Ms. Datenkova has come as an interpreter for the children since 1995, and has stayed with the B.C. and Atlantic chapters.
This year, she arrived in Chilliwack, B.C., on June 23, with her five-year-old daughter, Nastya, in the hopes that her child will be healthier when they return to Belarus in two weeks.
"Since she was born, she's been having colds the whole year," Ms. Datenkova said yesterday during a visit to the Vancouver Aquarium, where she joined some of the 14 children visiting British Columbia for a special outing.
"The radiation makes them be born with low immunity, and the body just doesn't resist any infection," she explained.
"[The respite in Canada] benefits their health, they get stronger, their system clears up, most of them can go through winter with no colds," she added.

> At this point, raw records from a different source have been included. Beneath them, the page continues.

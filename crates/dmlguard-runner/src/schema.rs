//! Statement transformation and schema synchronization boundaries.

use async_trait::async_trait;

use dmlguard_core::{BackupTableDescriptor, Database, Engine, Result};

/// Turns a DML statement into per-table backup statements.
pub trait BackupTransformer: Send + Sync {
    /// Produce one descriptor per affected table, in execution order.
    ///
    /// Backup tables are created in `backup_database` with names starting
    /// with `prefix`.
    fn transform(
        &self,
        engine: Engine,
        statement: &str,
        source_database: &str,
        backup_database: &str,
        prefix: &str,
    ) -> Result<Vec<BackupTableDescriptor>>;
}

/// Refreshes cached schema metadata of a database.
#[async_trait]
pub trait SchemaSyncer: Send + Sync {
    /// Re-read the schema of `database`. `force` bypasses change detection.
    async fn sync_database_schema(&self, database: &Database, force: bool) -> Result<()>;
}
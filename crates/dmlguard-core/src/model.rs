//! Task payloads and the entities a data-update run resolves.

use serde::{Deserialize, Serialize};

use crate::engine::Engine;
use crate::error::Result;
use crate::resource::BackupTarget;

/// Decoded payload of a data-update task.
#[derive(Debug, Clone, PartialEq, Eq, Serialize, Deserialize)]
#[serde(rename_all = "camelCase")]
pub struct TaskPayload {
    /// Sheet holding the DML statement.
    pub sheet_id: i64,
    /// Schema version recorded by the migration runner.
    #[serde(default)]
    pub schema_version: String,
    /// Where to back up affected rows, if anywhere.
    #[serde(default)]
    pub pre_update_backup_detail: Option<BackupSpec>,
}

impl TaskPayload {
    /// Decode a payload from its JSON text.
    pub fn decode(payload: &str) -> Result<Self> {
        Ok(serde_json::from_str(payload)?)
    }

    /// The backup spec when backup is enabled.
    pub fn backup(&self) -> Option<&BackupSpec> {
        self.pre_update_backup_detail
            .as_ref()
            .filter(|spec| spec.is_enabled())
    }
}

/// Pre-update backup settings.
#[derive(Debug, Clone, Default, PartialEq, Eq, Serialize, Deserialize)]
pub struct BackupSpec {
    /// Qualified backup database name. Empty disables backup.
    #[serde(default)]
    pub database: String,
}

impl BackupSpec {
    /// Create a spec targeting the given qualified database.
    pub fn new(database: impl Into<String>) -> Self {
        Self {
            database: database.into(),
        }
    }

    /// Whether a backup was requested.
    pub fn is_enabled(&self) -> bool {
        !self.database.is_empty()
    }

    /// Parse the backup target.
    pub fn target(&self) -> Result<BackupTarget> {
        BackupTarget::parse(&self.database)
    }
}

/// A pipeline task as handed to an executor.
#[derive(Debug, Clone, PartialEq, Eq)]
pub struct Task {
    pub id: i64,
    pub pipeline_id: i64,
    pub stage_id: i64,
    pub instance_id: i64,
    pub database_id: Option<i64>,
    /// Raw JSON payload.
    pub payload: String,
}

/// A registered database instance.
#[derive(Debug, Clone, PartialEq, Eq)]
pub struct Instance {
    pub uid: i64,
    /// Resource id, the `<instance>` segment of qualified names.
    pub resource_id: String,
    pub engine: Engine,
}

/// A database on some instance.
#[derive(Debug, Clone, PartialEq, Eq)]
pub struct Database {
    pub uid: i64,
    /// Resource id of the owning instance.
    pub instance_id: String,
    pub database_name: String,
}

impl Database {
    /// Qualified `<instance>/<database>` name.
    pub fn qualified_name(&self) -> String {
        format!("{}/{}", self.instance_id, self.database_name)
    }
}

/// The issue that owns a pipeline.
#[derive(Debug, Clone, PartialEq, Eq)]
pub struct Issue {
    pub uid: i64,
    pub project_id: String,
    pub pipeline_id: i64,
}

/// Database lookup key.
#[derive(Debug, Clone, PartialEq, Eq)]
pub enum DatabaseLookup {
    /// By database uid.
    Uid(i64),
    /// By owning instance and name.
    Name {
        instance_id: String,
        database_name: String,
    },
}

impl std::fmt::Display for DatabaseLookup {
    fn fmt(&self, f: &mut std::fmt::Formatter<'_>) -> std::fmt::Result {
        match self {
            DatabaseLookup::Uid(uid) => write!(f, "{}", uid),
            DatabaseLookup::Name {
                instance_id,
                database_name,
            } => write!(f, "{}/{}", instance_id, database_name),
        }
    }
}

impl From<&BackupTarget> for DatabaseLookup {
    fn from(target: &BackupTarget) -> Self {
        DatabaseLookup::Name {
            instance_id: target.instance_id.clone(),
            database_name: target.database_name.clone(),
        }
    }
}

/// One table's worth of backup work.
///
/// Produced in order by the DML transformer; the order must be preserved.
#[derive(Debug, Clone, PartialEq, Eq)]
pub struct BackupTableDescriptor {
    /// Name of the backup table to create.
    pub table_name: String,
    /// Statement that creates and fills the backup table.
    pub statement: String,
    /// Line of the originating DML statement in the sheet.
    pub original_line: u32,
}

/// Kind of change handed to the migration runner.
#[derive(Debug, Clone, Copy, PartialEq, Eq)]
pub enum MigrationKind {
    /// Schema change (DDL).
    Migrate,
    /// Data change (DML).
    Data,
}

impl std::fmt::Display for MigrationKind {
    fn fmt(&self, f: &mut std::fmt::Formatter<'_>) -> std::fmt::Result {
        match self {
            MigrationKind::Migrate => write!(f, "MIGRATE"),
            MigrationKind::Data => write!(f, "DATA"),
        }
    }
}

/// Terminal result of a task run.
#[derive(Debug, Clone, Default, PartialEq, Eq, Serialize, Deserialize)]
#[serde(rename_all = "camelCase")]
pub struct TaskRunResult {
    pub detail: String,
    #[serde(default, skip_serializing_if = "Option::is_none")]
    pub change_history: Option<String>,
    #[serde(default)]
    pub version: String,
}
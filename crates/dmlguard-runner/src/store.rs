//! Persistent store boundary.

use async_trait::async_trait;

use dmlguard_core::{Database, DatabaseLookup, Instance, Issue, IssueComment, Result};

/// Reads and writes the executor needs from the metadata store.
///
/// Lookups return `Ok(None)` when the entity does not exist and `Err` only
/// when the store itself fails.
#[async_trait]
pub trait Store: Send + Sync {
    /// Statement text of a sheet.
    async fn sheet_statement(&self, sheet_id: i64) -> Result<Option<String>>;

    /// Instance by uid.
    async fn instance(&self, uid: i64) -> Result<Option<Instance>>;

    /// Database by uid or by instance and name.
    async fn database(&self, lookup: &DatabaseLookup) -> Result<Option<Database>>;

    /// Issue that owns a pipeline.
    async fn issue_by_pipeline(&self, pipeline_id: i64) -> Result<Option<Issue>>;

    /// Persist an issue comment authored by `creator_id`.
    async fn create_issue_comment(&self, comment: &IssueComment, creator_id: i64) -> Result<()>;
}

Charles Ruud, national secretary of the organization, arranged a partnership with the medical and dentistry departments at the University of Western Ontario in London, where he is a history professor. University staff treat the children, who stay with families in the area, and have told him they were overwhelmed by what they saw.
"The health problems are by no means over," Prof. Ruud said.
It is common for children still living in the Chernobyl area (the Belarus border lies about 20 kilometres from the plant) to suffer from heart defects, birth defects and, most noticeably, thyroid cancer.
Prof. Ruud has been keeping track of the continuing debate on how much of the region's health problems can be attributed to the nuclear disaster. "There's also a lot of opinion to the effect that there's no longer a crisis as there was once," he said.
"It's been 20 years now . . . the distance in time has caused it to fade in the public memory."
About 100 Belarussian children have come to Canada this summer with the group but interest in the organization has waned since the mid-1990s when families once played host to 600 children.
Brian and Debbie Dolton, who live in Langley, B.C., have welcomed the same girl for the past eight years. Maryna, now 16, is from Minsk and for the past two years has been joined in the Dolton household by her younger sister, Luda. Both girls have minor health problems, such as stomach ulcers and an eye condition.
Canadian Friends of Chernobyl's Children in Elmira, Ont., is playing host to 21 children this year; Quinte's Children of Chernobyl, near Belleville, Ont., is sponsoring 60; and eight children are with the Hinton Association of Children of Chernobyl, near Alberta's Jasper National Park.